Privacy advocates want deep learning systems to forget what they’ve learned.

What’s new: Researchers are seeking ways to remove the influence of particular training examples, such as an individual’s personal information, from a trained model without affecting its performance, Wired reported.

How it works: Some researchers have experimented with preparing data prior to training for potential removal later, while others have worked to remove the effect of selected examples retroactively.

  • Researchers from the Universities of Toronto and Wisconsin-Madison developed a training method called SISA in which different versions of a model are trained on non-overlapping subsets of the same dataset. During inference, they combine the predictions from each model via majority vote. This makes it possible to remove selected training examples and retrain only the model associated with their subset.
  • A team at Harvard, Stanford, and University of Pennsylvania later showed that SISA would fail to remove the influence of data if the requests to do so weren’t randomly distributed. The team mitigated this problem by introducing noise in the training algorithm based on ideas from differential privacy.
  • Researchers from Google, Cornell, and University of Waterloo showed how to remove the impact of a training example on a model’s weights if its loss function meets certain mathematical conditions.

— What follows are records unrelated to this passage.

//! Load balancer service types

use serde::{Deserialize, Serialize};

use crate::extensible_enum;

/// Numeric load balancer identity.
#[derive(Debug, Clone, Copy, PartialEq, Eq, Hash, PartialOrd, Ord, Serialize, Deserialize)]
#[serde(transparent)]
pub struct LoadBalancerId(pub u64);

impl std::fmt::Display for LoadBalancerId {
    fn fmt(&self, f: &mut std::fmt::Formatter<'_>) -> std::fmt::Result {
        write!(f, "{}", self.0)
    }
}

/// Numeric node identity within a load balancer.
#[derive(Debug, Clone, Copy, PartialEq, Eq, Hash, PartialOrd, Ord, Serialize, Deserialize)]
#[serde(transparent)]
pub struct NodeId(pub u64);

impl std::fmt::Display for NodeId {
    fn fmt(&self, f: &mut std::fmt::Formatter<'_>) -> std::fmt::Result {
        write!(f, "{}", self.0)
    }
}

extensible_enum! {
    /// Provisioning state of a load balancer
    pub enum LoadBalancerStatus {
        Active => "ACTIVE",
        Build => "BUILD",
        PendingUpdate => "PENDING_UPDATE",
        PendingDelete => "PENDING_DELETE",
        Suspended => "SUSPENDED",
        Error => "ERROR",
        Deleted => "DELETED",
    }
}

impl LoadBalancerStatus {
    /// States in which the service is still working on the load balancer.
    pub fn is_transitional(&self) -> bool {
        matches!(self, Self::Build | Self::PendingUpdate | Self::PendingDelete)
    }
}

extensible_enum! {
    /// Whether a node receives traffic
    pub enum NodeCondition {
        Enabled => "ENABLED",
        Disabled => "DISABLED",
        Draining => "DRAINING",
    }
}

extensible_enum! {
    /// Traffic distribution algorithm
    pub enum LoadBalancingAlgorithm {
        LeastConnections => "LEAST_CONNECTIONS",
        Random => "RANDOM",
        RoundRobin => "ROUND_ROBIN",
        WeightedLeastConnections => "WEIGHTED_LEAST_CONNECTIONS",
        WeightedRoundRobin => "WEIGHTED_ROUND_ROBIN",
    }
}

extensible_enum! {
    /// Network a virtual IP is exposed on
    pub enum VirtualIpType {
        Public => "PUBLIC",
        ServiceNet => "SERVICENET",
    }
}

/// A back-end node.
#[derive(Debug, Clone, PartialEq, Eq, Serialize, Deserialize)]
pub struct Node {
    pub id: NodeId,
    pub address: String,
    pub port: u16,
    pub condition: NodeCondition,
    #[serde(default)]
    pub status: Option<String>,
    #[serde(default)]
    pub weight: Option<u32>,
}

/// Parameters for adding a node.
#[derive(Debug, Clone, PartialEq, Eq, Serialize, Deserialize)]
pub struct NodeConfiguration {
    pub address: String,
    pub port: u16,
    pub condition: NodeCondition,
    #[serde(skip_serializing_if = "Option::is_none")]
    pub weight: Option<u32>,
}

/// A virtual IP attached to a load balancer.
#[derive(Debug, Clone, PartialEq, Eq, Serialize, Deserialize)]
#[serde(rename_all = "camelCase")]
pub struct VirtualIp {
    pub id: u64,
    #[serde(default)]
    pub address: Option<String>,
    #[serde(rename = "type")]
    pub ip_type: VirtualIpType,
    #[serde(default)]
    pub ip_version: Option<String>,
}

/// Virtual IP request for a new load balancer.
#[derive(Debug, Clone, PartialEq, Eq, Serialize, Deserialize)]
pub struct VirtualIpConfiguration {
    #[serde(rename = "type")]
    pub ip_type: VirtualIpType,
}

/// A load balancer snapshot.
#[derive(Debug, Clone, PartialEq, Eq, Serialize, Deserialize)]
#[serde(rename_all = "camelCase")]
pub struct LoadBalancer {
    pub id: LoadBalancerId,
    pub name: String,
    pub status: LoadBalancerStatus,
    #[serde(default)]
    pub protocol: Option<String>,
    #[serde(default)]
    pub port: Option<u16>,
    #[serde(default)]
    pub algorithm: Option<LoadBalancingAlgorithm>,
    #[serde(default)]
    pub nodes: Vec<Node>,
    #[serde(default)]
    pub virtual_ips: Vec<VirtualIp>,
}

/// Parameters for creating a load balancer.
#[derive(Debug, Clone, PartialEq, Eq, Serialize, Deserialize)]
#[serde(rename_all = "camelCase")]
pub struct LoadBalancerConfiguration {
    pub name: String,
    pub protocol: String,
    pub port: u16,
    #[serde(skip_serializing_if = "Option::is_none")]
    pub algorithm: Option<LoadBalancingAlgorithm>,
    pub virtual_ips: Vec<VirtualIpConfiguration>,
    #[serde(default, skip_serializing_if = "Vec::is_empty")]
    pub nodes: Vec<NodeConfiguration>,
}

Behind the news: Evolving data privacy laws could wreak havoc on machine learning models.

  • The European Union’s General Data Privacy Regulation includes a “right to be forgotten” that could force companies retroactively to remove the influence of specific data from trained models, some observers argue.
  • California’s Privacy Rights Act gives citizens the right to know how their data is being used and request that it be deleted, even if it has been sold to a third party.

Why it matters: Enabling models to unlearn selectively and incrementally would be less costly than retraining repeatedly from scratch. It also could give users more control over how their data is used and who profits from it.

We’re thinking: Wait … what was this article about?